**WHAT THIS TASK INVOLVES:** Word for word, restate the lines from the start of the data down to the line with "pub async fn sweep(&self)", both included.

**RECORDS FOR THIS EXERCISE:**
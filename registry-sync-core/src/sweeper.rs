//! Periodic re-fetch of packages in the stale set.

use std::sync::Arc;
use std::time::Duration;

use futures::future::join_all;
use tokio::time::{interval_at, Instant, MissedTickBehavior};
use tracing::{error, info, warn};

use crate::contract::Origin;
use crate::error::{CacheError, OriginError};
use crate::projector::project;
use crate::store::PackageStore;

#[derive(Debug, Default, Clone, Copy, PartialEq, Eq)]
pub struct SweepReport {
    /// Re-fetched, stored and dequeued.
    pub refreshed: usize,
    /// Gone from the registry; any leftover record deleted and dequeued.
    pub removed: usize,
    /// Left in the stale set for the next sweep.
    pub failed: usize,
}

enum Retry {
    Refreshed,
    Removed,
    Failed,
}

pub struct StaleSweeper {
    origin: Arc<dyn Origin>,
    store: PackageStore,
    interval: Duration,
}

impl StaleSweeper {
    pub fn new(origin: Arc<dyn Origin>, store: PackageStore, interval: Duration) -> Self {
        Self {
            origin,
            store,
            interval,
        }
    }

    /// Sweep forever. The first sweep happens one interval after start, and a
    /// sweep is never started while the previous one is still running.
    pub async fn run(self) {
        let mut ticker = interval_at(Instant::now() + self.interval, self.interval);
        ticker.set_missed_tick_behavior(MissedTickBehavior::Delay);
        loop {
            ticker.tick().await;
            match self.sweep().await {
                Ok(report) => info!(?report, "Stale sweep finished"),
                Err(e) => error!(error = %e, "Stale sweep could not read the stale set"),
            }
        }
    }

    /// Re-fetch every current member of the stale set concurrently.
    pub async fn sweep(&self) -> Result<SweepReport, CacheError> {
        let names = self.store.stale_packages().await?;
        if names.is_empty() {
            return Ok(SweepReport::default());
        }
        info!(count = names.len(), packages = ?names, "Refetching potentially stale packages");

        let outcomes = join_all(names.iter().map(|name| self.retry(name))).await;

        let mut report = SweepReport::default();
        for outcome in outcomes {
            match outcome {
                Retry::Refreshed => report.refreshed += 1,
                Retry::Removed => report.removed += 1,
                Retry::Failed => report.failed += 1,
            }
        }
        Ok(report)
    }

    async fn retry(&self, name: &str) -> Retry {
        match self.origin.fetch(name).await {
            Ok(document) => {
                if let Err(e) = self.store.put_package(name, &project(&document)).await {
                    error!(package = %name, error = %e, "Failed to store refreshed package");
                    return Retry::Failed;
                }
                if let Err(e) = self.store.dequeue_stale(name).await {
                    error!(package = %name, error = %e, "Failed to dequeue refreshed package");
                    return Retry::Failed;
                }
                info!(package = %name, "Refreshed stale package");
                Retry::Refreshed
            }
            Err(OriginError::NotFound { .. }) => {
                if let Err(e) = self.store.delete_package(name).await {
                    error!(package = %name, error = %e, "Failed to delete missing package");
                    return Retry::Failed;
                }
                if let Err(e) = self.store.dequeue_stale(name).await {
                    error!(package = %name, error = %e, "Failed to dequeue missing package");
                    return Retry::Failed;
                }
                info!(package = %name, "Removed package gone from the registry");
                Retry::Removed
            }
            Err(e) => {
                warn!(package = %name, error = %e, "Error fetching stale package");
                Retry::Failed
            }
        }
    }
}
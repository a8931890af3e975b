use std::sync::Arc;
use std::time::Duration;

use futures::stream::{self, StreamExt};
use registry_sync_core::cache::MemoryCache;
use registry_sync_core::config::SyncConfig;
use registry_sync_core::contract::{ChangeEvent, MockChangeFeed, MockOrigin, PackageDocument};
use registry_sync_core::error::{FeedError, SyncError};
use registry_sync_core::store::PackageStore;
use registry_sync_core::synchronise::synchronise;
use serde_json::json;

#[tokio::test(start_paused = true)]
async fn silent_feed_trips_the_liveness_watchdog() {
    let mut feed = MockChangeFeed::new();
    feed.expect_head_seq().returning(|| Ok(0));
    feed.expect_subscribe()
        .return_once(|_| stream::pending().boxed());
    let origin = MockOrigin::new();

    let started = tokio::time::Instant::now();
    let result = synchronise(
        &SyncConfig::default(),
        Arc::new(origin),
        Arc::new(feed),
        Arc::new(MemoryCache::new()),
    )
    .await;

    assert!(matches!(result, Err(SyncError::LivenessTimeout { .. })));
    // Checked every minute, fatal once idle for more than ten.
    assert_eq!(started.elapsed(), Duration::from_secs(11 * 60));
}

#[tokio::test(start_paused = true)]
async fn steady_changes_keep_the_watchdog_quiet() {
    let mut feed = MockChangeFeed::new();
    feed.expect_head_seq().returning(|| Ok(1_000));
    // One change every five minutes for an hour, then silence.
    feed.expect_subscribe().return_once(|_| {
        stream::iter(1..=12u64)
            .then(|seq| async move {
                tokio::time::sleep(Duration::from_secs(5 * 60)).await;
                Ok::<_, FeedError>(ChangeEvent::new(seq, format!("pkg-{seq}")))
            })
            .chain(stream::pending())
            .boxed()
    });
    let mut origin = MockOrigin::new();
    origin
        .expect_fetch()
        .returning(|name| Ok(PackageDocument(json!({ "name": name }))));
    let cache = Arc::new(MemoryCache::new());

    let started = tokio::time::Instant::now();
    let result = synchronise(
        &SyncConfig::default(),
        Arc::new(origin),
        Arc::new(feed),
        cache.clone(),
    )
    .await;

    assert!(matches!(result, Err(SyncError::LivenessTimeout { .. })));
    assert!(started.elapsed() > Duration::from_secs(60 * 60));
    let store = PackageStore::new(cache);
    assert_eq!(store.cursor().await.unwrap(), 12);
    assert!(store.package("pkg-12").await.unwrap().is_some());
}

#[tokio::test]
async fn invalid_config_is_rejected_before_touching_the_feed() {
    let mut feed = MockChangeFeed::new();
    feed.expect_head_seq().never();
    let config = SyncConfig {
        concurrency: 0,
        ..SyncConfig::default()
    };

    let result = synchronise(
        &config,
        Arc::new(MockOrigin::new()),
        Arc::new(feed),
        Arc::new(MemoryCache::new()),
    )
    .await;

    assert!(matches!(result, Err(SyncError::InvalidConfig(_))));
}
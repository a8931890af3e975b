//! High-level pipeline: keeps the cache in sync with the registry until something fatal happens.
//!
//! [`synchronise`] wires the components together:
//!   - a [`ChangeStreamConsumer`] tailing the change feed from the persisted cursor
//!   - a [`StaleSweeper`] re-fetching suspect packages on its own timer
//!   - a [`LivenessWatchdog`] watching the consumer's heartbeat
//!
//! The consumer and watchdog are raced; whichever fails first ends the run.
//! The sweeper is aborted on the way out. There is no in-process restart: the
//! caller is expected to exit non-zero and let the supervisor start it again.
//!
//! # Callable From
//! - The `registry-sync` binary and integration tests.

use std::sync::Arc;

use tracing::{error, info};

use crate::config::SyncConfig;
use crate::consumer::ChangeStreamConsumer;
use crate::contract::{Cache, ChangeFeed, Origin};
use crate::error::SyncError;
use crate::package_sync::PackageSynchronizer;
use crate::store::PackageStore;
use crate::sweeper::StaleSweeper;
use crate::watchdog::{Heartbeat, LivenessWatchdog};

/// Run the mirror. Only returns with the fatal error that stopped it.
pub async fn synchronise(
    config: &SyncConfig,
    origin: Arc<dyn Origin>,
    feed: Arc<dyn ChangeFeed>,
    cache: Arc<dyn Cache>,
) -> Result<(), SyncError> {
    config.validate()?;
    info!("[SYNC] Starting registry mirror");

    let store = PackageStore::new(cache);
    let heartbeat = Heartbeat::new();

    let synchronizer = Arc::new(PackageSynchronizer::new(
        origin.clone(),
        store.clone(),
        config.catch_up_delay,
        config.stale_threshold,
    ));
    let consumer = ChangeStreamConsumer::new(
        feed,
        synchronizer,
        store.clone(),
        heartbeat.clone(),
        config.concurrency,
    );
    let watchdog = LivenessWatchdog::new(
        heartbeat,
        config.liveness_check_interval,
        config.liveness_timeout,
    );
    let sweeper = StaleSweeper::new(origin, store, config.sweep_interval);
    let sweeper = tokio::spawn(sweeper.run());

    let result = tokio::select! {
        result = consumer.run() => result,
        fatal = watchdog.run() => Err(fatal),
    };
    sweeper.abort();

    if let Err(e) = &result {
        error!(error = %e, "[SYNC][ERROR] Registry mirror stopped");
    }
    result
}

**RESPONSE TO THE TASK:**
filename registry-sync-core/src/sweeper.rs
//! Periodic re-fetch of packages in the stale set.

use std::sync::Arc;
use std::time::Duration;

use futures::future::join_all;
use tokio::time::{interval_at, Instant, MissedTickBehavior};
use tracing::{error, info, warn};

use crate::contract::Origin;
use crate::error::{CacheError, OriginError};
use crate::projector::project;
use crate::store::PackageStore;

#[derive(Debug, Default, Clone, Copy, PartialEq, Eq)]
pub struct SweepReport {
    /// Re-fetched, stored and dequeued.
    pub refreshed: usize,
    /// Gone from the registry; any leftover record deleted and dequeued.
    pub removed: usize,
    /// Left in the stale set for the next sweep.
    pub failed: usize,
}

enum Retry {
    Refreshed,
    Removed,
    Failed,
}

pub struct StaleSweeper {
    origin: Arc<dyn Origin>,
    store: PackageStore,
    interval: Duration,
}

impl StaleSweeper {
    pub fn new(origin: Arc<dyn Origin>, store: PackageStore, interval: Duration) -> Self {
        Self {
            origin,
            store,
            interval,
        }
    }

    /// Sweep forever. The first sweep happens one interval after start, and a
    /// sweep is never started while the previous one is still running.
    pub async fn run(self) {
        let mut ticker = interval_at(Instant::now() + self.interval, self.interval);
        ticker.set_missed_tick_behavior(MissedTickBehavior::Delay);
        loop {
            ticker.tick().await;
            match self.sweep().await {
                Ok(report) => info!(?report, "Stale sweep finished"),
                Err(e) => error!(error = %e, "Stale sweep could not read the stale set"),
            }
        }
    }

    /// Re-fetch every current member of the stale set concurrently.
    pub async fn sweep(&self) -> Result<SweepReport, CacheError> {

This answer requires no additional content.